- [Assignment]
Could you count the lines in the data that contain "logaggr"? Reply with the number only.
======== Data excerpts ========
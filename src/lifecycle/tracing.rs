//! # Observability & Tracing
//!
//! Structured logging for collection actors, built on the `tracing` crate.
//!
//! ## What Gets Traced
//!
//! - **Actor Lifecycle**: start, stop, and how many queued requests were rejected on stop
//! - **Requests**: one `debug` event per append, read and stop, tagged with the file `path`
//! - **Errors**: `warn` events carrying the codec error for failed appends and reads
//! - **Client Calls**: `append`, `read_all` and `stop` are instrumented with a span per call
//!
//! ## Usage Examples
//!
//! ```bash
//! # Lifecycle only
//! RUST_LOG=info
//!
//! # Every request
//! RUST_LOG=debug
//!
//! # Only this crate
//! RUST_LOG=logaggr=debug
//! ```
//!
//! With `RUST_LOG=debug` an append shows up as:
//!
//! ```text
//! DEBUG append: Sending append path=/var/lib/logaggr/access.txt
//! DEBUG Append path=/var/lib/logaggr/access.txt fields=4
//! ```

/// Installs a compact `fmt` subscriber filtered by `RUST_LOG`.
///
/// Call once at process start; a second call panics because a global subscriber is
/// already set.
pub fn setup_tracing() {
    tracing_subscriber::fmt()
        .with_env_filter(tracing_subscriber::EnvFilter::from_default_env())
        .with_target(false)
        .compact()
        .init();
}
========
- [Response to this exercise]
3